What is expected: Please report, as a single number with no other text, how many lines of the listing contain "args".

Records supplied:
——

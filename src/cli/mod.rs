//! Command-line interface.

pub mod args;

pub use args::{Cli, Commands, ServeArgs};
//! Infrastructure layer - External systems integration
//!
//! Database connection management and repository implementations.

pub mod db;
pub mod repositories;

pub use db::Database;
pub use repositories::{UserRepository, UserStore};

——

Exercise output: 2